(Data for this task begins)

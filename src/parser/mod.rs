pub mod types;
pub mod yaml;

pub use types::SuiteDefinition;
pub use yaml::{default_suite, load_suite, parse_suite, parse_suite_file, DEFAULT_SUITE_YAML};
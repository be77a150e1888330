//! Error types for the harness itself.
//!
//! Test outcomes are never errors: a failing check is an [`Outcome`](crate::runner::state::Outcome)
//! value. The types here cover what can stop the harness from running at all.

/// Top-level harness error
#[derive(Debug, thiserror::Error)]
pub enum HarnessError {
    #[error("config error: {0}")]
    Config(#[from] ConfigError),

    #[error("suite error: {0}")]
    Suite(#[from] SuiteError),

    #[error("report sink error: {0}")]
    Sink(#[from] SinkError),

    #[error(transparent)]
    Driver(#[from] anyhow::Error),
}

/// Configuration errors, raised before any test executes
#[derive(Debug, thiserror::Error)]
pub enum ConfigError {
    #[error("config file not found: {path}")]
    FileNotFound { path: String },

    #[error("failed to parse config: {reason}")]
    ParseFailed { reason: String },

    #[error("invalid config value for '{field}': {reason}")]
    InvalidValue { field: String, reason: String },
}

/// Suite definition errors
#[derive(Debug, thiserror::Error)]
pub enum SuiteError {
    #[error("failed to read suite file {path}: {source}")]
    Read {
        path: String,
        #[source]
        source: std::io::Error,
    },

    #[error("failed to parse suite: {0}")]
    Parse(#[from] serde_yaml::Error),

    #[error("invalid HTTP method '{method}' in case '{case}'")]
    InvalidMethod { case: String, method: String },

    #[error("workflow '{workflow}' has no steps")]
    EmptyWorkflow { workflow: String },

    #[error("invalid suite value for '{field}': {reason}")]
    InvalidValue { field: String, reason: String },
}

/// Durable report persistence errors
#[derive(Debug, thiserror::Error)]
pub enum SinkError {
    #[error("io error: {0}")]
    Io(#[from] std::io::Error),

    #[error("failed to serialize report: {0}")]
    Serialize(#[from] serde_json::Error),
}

(Data for this task ends)
(Data for this task begins)

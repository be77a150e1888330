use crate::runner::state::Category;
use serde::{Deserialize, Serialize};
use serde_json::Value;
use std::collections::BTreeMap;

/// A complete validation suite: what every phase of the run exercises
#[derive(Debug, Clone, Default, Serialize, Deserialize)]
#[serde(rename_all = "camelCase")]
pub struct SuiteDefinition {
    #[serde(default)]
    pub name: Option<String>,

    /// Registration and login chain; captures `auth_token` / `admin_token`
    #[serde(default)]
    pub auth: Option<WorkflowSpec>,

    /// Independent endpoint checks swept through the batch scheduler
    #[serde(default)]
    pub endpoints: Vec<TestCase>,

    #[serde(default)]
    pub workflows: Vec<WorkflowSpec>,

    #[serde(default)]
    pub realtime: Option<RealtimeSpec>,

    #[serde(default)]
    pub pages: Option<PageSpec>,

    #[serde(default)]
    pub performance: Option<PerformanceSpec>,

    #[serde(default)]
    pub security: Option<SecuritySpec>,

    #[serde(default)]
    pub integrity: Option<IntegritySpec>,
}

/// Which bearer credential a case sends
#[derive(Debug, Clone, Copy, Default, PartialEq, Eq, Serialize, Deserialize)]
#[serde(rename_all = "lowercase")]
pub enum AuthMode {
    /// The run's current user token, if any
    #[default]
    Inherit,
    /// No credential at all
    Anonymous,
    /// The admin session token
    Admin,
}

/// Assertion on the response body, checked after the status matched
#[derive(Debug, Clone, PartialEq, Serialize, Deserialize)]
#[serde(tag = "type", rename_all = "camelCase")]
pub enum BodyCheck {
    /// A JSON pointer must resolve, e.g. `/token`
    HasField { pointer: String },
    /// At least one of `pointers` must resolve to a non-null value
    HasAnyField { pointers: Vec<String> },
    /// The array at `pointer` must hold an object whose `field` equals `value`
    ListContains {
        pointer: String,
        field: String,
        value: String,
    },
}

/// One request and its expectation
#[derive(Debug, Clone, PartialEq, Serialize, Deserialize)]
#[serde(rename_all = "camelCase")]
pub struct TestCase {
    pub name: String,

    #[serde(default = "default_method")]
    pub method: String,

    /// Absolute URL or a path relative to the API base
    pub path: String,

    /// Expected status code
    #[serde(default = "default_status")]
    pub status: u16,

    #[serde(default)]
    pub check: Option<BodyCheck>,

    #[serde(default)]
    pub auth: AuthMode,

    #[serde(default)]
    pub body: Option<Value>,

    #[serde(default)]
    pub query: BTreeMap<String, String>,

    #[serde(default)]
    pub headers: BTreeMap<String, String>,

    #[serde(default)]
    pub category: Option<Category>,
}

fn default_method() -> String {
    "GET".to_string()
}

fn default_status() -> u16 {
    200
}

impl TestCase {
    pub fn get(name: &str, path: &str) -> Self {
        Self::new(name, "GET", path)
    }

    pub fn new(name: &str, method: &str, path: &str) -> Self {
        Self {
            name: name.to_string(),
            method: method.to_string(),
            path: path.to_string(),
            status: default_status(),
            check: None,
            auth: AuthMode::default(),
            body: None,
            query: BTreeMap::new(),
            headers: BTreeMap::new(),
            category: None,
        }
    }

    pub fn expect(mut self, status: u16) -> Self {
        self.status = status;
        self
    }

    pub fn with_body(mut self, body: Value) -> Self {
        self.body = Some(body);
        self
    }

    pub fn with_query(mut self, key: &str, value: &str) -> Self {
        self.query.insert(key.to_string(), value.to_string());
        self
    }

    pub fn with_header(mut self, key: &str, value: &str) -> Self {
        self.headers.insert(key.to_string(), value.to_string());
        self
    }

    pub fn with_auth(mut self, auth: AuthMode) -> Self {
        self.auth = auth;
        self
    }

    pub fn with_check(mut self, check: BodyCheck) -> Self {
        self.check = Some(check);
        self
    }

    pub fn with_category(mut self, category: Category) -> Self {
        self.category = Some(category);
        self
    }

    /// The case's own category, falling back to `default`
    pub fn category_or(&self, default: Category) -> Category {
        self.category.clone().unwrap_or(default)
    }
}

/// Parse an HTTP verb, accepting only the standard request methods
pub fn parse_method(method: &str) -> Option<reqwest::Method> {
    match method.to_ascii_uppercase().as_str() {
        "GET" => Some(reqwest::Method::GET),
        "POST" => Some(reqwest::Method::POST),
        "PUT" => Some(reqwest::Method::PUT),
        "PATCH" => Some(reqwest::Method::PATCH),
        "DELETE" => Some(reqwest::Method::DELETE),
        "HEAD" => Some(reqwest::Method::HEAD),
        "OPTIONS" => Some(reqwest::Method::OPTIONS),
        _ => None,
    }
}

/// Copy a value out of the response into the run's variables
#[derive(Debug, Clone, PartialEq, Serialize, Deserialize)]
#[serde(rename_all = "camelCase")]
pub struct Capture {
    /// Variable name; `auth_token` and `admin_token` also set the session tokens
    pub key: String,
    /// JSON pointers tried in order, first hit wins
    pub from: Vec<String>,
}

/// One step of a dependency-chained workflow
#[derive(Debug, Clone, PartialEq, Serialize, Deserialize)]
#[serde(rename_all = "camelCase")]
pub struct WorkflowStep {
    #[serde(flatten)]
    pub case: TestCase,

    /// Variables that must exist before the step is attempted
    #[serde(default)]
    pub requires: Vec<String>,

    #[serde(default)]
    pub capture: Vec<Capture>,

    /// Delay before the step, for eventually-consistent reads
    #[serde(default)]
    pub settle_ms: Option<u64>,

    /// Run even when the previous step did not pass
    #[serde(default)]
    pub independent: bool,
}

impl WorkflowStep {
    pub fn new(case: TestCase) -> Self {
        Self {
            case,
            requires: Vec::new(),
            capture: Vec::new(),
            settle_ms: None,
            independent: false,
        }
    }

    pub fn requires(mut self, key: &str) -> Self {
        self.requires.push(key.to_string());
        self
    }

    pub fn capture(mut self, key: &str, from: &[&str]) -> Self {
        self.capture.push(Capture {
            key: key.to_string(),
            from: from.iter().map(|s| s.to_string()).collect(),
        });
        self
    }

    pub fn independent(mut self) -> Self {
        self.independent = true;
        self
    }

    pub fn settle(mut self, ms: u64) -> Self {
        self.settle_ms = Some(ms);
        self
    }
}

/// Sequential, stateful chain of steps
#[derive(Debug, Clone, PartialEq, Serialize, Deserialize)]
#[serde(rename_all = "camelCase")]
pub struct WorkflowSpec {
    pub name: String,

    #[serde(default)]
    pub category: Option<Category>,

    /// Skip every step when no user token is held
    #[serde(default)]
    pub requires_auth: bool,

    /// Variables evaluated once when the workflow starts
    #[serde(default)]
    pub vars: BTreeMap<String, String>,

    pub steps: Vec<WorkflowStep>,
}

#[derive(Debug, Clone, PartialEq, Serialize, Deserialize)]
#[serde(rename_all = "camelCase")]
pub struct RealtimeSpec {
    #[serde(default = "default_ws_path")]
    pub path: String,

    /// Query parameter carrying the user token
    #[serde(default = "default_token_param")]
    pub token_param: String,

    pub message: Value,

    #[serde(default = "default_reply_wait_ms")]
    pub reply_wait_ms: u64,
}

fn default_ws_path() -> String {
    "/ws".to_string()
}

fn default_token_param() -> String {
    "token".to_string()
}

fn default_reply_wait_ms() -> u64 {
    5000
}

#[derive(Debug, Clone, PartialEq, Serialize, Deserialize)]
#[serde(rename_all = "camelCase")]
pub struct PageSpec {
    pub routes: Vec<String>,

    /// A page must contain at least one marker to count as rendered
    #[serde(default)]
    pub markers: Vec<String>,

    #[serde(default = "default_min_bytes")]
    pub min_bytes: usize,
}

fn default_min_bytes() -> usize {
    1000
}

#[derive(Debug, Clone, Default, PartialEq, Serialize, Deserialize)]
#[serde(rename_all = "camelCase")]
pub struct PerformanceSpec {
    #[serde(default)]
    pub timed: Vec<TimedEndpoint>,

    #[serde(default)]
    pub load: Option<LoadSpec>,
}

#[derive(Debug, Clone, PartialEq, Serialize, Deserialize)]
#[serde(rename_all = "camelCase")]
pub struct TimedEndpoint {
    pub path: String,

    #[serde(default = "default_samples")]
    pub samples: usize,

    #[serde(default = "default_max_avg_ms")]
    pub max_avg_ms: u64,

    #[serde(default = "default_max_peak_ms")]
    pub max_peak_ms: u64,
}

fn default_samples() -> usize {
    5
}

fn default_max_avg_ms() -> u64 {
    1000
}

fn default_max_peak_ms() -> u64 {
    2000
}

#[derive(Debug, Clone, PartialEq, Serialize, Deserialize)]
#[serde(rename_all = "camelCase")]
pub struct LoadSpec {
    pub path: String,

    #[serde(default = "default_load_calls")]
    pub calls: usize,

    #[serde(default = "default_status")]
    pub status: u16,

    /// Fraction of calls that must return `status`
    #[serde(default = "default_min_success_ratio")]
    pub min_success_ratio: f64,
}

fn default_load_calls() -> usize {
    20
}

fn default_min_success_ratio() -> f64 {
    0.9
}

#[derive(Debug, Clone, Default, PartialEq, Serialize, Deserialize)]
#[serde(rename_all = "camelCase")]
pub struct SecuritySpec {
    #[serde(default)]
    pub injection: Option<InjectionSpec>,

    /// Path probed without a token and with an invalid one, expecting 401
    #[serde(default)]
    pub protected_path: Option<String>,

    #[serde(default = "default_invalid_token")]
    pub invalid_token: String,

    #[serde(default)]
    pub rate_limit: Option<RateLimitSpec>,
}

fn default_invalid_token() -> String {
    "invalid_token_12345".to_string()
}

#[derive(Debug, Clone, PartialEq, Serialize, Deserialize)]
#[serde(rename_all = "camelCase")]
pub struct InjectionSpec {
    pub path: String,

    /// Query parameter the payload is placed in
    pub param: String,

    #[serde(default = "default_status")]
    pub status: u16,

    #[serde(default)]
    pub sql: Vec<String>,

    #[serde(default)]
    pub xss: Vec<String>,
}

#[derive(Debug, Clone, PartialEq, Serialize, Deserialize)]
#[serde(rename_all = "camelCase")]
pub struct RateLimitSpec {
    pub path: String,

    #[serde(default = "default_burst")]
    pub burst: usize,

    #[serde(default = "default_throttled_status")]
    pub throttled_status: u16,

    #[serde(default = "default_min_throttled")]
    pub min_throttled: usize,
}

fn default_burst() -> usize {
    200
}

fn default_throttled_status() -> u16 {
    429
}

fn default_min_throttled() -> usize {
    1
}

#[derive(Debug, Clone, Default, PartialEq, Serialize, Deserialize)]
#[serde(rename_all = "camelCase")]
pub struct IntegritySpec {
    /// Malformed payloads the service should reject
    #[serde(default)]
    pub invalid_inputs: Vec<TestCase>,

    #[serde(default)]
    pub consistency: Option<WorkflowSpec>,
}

(Data for this task ends)
(Data for this task begins)

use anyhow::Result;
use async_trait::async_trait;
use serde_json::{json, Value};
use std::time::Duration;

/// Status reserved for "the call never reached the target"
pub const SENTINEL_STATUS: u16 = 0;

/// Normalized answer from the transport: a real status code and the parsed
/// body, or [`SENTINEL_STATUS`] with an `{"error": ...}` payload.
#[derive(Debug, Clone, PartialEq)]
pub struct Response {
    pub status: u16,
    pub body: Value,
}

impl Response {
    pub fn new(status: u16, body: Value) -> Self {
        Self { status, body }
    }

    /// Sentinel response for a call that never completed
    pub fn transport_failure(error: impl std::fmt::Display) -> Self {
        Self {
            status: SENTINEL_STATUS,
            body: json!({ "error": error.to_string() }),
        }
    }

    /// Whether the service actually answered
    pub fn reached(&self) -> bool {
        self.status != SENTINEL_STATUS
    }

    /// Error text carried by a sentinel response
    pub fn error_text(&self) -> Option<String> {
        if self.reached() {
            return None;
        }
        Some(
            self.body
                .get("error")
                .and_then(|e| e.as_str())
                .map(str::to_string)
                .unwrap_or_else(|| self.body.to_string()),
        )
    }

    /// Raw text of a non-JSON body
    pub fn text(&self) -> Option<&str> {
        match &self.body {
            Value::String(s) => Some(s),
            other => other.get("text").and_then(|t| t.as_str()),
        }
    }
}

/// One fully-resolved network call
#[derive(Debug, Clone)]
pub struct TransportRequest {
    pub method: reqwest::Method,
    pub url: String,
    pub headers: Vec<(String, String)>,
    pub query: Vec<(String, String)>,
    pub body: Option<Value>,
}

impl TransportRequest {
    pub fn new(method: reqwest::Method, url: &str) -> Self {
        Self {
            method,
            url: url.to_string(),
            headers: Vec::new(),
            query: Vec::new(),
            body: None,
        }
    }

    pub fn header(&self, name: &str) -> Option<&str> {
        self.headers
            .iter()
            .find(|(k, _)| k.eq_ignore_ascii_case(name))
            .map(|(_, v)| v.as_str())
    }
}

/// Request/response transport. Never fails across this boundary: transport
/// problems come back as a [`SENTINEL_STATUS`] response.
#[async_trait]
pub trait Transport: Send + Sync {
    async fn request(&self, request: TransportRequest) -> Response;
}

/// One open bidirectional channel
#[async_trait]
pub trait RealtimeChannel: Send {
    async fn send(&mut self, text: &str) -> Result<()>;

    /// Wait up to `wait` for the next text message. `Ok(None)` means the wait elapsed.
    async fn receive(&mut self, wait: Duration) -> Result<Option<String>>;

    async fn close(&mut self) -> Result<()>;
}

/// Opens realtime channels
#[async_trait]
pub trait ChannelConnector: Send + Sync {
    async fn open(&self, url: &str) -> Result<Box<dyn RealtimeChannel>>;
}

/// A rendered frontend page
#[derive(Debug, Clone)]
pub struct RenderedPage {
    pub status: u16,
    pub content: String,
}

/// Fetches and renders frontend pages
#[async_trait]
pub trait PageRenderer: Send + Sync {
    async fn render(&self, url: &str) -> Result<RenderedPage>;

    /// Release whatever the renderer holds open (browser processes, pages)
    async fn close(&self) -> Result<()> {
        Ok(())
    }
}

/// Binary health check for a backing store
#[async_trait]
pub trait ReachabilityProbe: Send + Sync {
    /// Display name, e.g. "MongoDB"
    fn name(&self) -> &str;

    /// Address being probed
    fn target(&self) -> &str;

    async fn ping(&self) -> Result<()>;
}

(Data for this task ends)

* **Assignment**: Your task is to restate, word for word, only those lines above that fall between the line holding "Test outcomes are" and the line holding "Suite definition errors", inclusive.

* **Answer to this exercise**:
//! Test outcomes are never errors: a failing check is an [`Outcome`](crate::runner::state::Outcome)
//! value. The types here cover what can stop the harness from running at all.

/// Top-level harness error
#[derive(Debug, thiserror::Error)]
pub enum HarnessError {
    #[error("config error: {0}")]
    Config(#[from] ConfigError),

    #[error("suite error: {0}")]
    Suite(#[from] SuiteError),

    #[error("report sink error: {0}")]
    Sink(#[from] SinkError),

    #[error(transparent)]
    Driver(#[from] anyhow::Error),
}

/// Configuration errors, raised before any test executes
#[derive(Debug, thiserror::Error)]
pub enum ConfigError {
    #[error("config file not found: {path}")]
    FileNotFound { path: String },

    #[error("failed to parse config: {reason}")]
    ParseFailed { reason: String },

    #[error("invalid config value for '{field}': {reason}")]
    InvalidValue { field: String, reason: String },
}

/// Suite definition errors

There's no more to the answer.